** Opening Material provided block **

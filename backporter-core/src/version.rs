use std::fmt;

use crate::Error;

/// A release version taken from a `vMAJOR.MINOR.PATCH` tag.
#[derive(Debug, Clone, Copy, PartialEq, Eq, PartialOrd, Ord, Hash)]
pub struct Version {
    pub major: u32,
    pub minor: u32,
    pub patch: u32,
}

impl Version {
    /// The root of the bump chain; also used as the "there are unreleased
    /// commits past the last tag" sentinel when it appears as a tag.
    pub const ROOT: Version = Version::new(0, 0, 0);

    pub const fn new(major: u32, minor: u32, patch: u32) -> Self {
        Version {
            major,
            minor,
            patch,
        }
    }

    /// Parse a `vMAJOR.MINOR.PATCH` tag name.
    pub fn parse_tag(tag: &str) -> Option<Version> {
        let rest = tag.strip_prefix('v')?;
        let mut parts = rest.splitn(3, '.');
        let major = parts.next()?.parse().ok()?;
        let minor = parts.next()?.parse().ok()?;
        let patch = parts.next()?.parse().ok()?;
        Some(Version::new(major, minor, patch))
    }
}

impl fmt::Display for Version {
    fn fmt(&self, f: &mut fmt::Formatter<'_>) -> fmt::Result {
        write!(f, "{}.{}.{}", self.major, self.minor, self.patch)
    }
}

/// The ordered set of maintained release versions, derived from the tag
/// list of a clone. Computed fresh per run; never cached across pull
/// requests.
#[derive(Debug, Clone, PartialEq, Eq)]
pub struct VersionGraph {
    versions: Vec<Version>,
    /// True when the tag set contained the `v0.0.0` sentinel, meaning the
    /// branches carry unreleased commits past their last tag.
    has_unreleased: bool,
}

impl VersionGraph {
    /// Build the graph from `git tag -l` output. Tags that are not of the
    /// `vMAJOR.MINOR.PATCH` shape are ignored; the `v0.0.0` sentinel is
    /// recorded but excluded from the version list.
    pub fn from_tags<'a>(tags: impl IntoIterator<Item = &'a str>) -> VersionGraph {
        let mut versions: Vec<Version> = tags
            .into_iter()
            .filter_map(Version::parse_tag)
            .collect();
        versions.sort();
        versions.dedup();
        let has_unreleased = versions.contains(&Version::ROOT);
        versions.retain(|v| *v != Version::ROOT);
        VersionGraph {
            versions,
            has_unreleased,
        }
    }

    /// Maintained versions in ascending order, sentinel excluded.
    pub fn versions(&self) -> &[Version] {
        &self.versions
    }

    pub fn is_empty(&self) -> bool {
        self.versions.is_empty()
    }

    /// The version whose integration branch carries `v`'s changes: `v`
    /// itself, or `v` with the patch level bumped when the sentinel says
    /// the branch has unreleased commits.
    pub fn out_version(&self, v: Version) -> Version {
        if self.has_unreleased {
            Version::new(v.major, v.minor, v.patch + 1)
        } else {
            v
        }
    }

    /// The version immediately preceding `v` in the bump chain, with
    /// [`Version::ROOT`] as the predecessor of the first release.
    pub fn previous_version(&self, v: Version) -> Result<Version, Error> {
        if !self.versions.contains(&v) {
            return Err(Error::invariant(format!("unknown version {}", v)));
        }
        let chain: Vec<Version> = std::iter::once(Version::ROOT)
            .chain(self.versions.iter().map(|x| self.out_version(*x)))
            .collect();
        let ov = self.out_version(v);
        let i = chain
            .iter()
            .position(|x| *x == ov)
            .ok_or_else(|| Error::invariant(format!("version {} not in bump chain", ov)))?;
        if i == 0 {
            return Err(Error::invariant(format!("version {} has no predecessor", v)));
        }
        Ok(chain[i - 1])
    }

    /// The working branch for `v`, named after its out-version.
    pub fn branch_name(&self, v: Version) -> String {
        format!("branch-{}", self.out_version(v))
    }
}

** Closing Material provided block **

# Task to carry out
An exact copy of every record is needed; write it out in full.

# Answer to this problem
filename backporter-core/src/version.rs
use std::fmt;

use crate::Error;

/// A release version taken from a `vMAJOR.MINOR.PATCH` tag.
#[derive(Debug, Clone, Copy, PartialEq, Eq, PartialOrd, Ord, Hash)]
pub struct Version {
    pub major: u32,
    pub minor: u32,
    pub patch: u32,
}

impl Version {
    /// The root of the bump chain; also used as the "there are unreleased
    /// commits past the last tag" sentinel when it appears as a tag.
    pub const ROOT: Version = Version::new(0, 0, 0);

    pub const fn new(major: u32, minor: u32, patch: u32) -> Self {
        Version {
            major,
            minor,
            patch,
        }
    }

    /// Parse a `vMAJOR.MINOR.PATCH` tag name.
    pub fn parse_tag(tag: &str) -> Option<Version> {
        let rest = tag.strip_prefix('v')?;
        let mut parts = rest.splitn(3, '.');
        let major = parts.next()?.parse().ok()?;
        let minor = parts.next()?.parse().ok()?;
        let patch = parts.next()?.parse().ok()?;
        Some(Version::new(major, minor, patch))
    }
}

impl fmt::Display for Version {
    fn fmt(&self, f: &mut fmt::Formatter<'_>) -> fmt::Result {
        write!(f, "{}.{}.{}", self.major, self.minor, self.patch)
    }
}

/// The ordered set of maintained release versions, derived from the tag
/// list of a clone. Computed fresh per run; never cached across pull
/// requests.
#[derive(Debug, Clone, PartialEq, Eq)]
pub struct VersionGraph {
    versions: Vec<Version>,
    /// True when the tag set contained the `v0.0.0` sentinel, meaning the
    /// branches carry unreleased commits past their last tag.
    has_unreleased: bool,
}

impl VersionGraph {
    /// Build the graph from `git tag -l` output. Tags that are not of the
    /// `vMAJOR.MINOR.PATCH` shape are ignored; the `v0.0.0` sentinel is
    /// recorded but excluded from the version list.
    pub fn from_tags<'a>(tags: impl IntoIterator<Item = &'a str>) -> VersionGraph {
        let mut versions: Vec<Version> = tags
            .into_iter()
            .filter_map(Version::parse_tag)
            .collect();
        versions.sort();
        versions.dedup();
        let has_unreleased = versions.contains(&Version::ROOT);
        versions.retain(|v| *v != Version::ROOT);
        VersionGraph {
            versions,
            has_unreleased,
        }
    }

    /// Maintained versions in ascending order, sentinel excluded.
    pub fn versions(&self) -> &[Version] {
        &self.versions
    }

    pub fn is_empty(&self) -> bool {
        self.versions.is_empty()
    }

    /// The version whose integration branch carries `v`'s changes: `v`
    /// itself, or `v` with the patch level bumped when the sentinel says
    /// the branch has unreleased commits.
    pub fn out_version(&self, v: Version) -> Version {
        if self.has_unreleased {
            Version::new(v.major, v.minor, v.patch + 1)
        } else {
            v
        }
    }

    /// The version immediately preceding `v` in the bump chain, with
    /// [`Version::ROOT`] as the predecessor of the first release.
    pub fn previous_version(&self, v: Version) -> Result<Version, Error> {
        if !self.versions.contains(&v) {
            return Err(Error::invariant(format!("unknown version {}", v)));
        }
        let chain: Vec<Version> = std::iter::once(Version::ROOT)
            .chain(self.versions.iter().map(|x| self.out_version(*x)))
            .collect();
        let ov = self.out_version(v);
        let i = chain
            .iter()
            .position(|x| *x == ov)
            .ok_or_else(|| Error::invariant(format!("version {} not in bump chain", ov)))?;
        if i == 0 {
            return Err(Error::invariant(format!("version {} has no predecessor", v)));
        }
        Ok(chain[i - 1])
    }

    /// The working branch for `v`, named after its out-version.
    pub fn branch_name(&self, v: Version) -> String {
        format!("branch-{}", self.out_version(v))
    }
}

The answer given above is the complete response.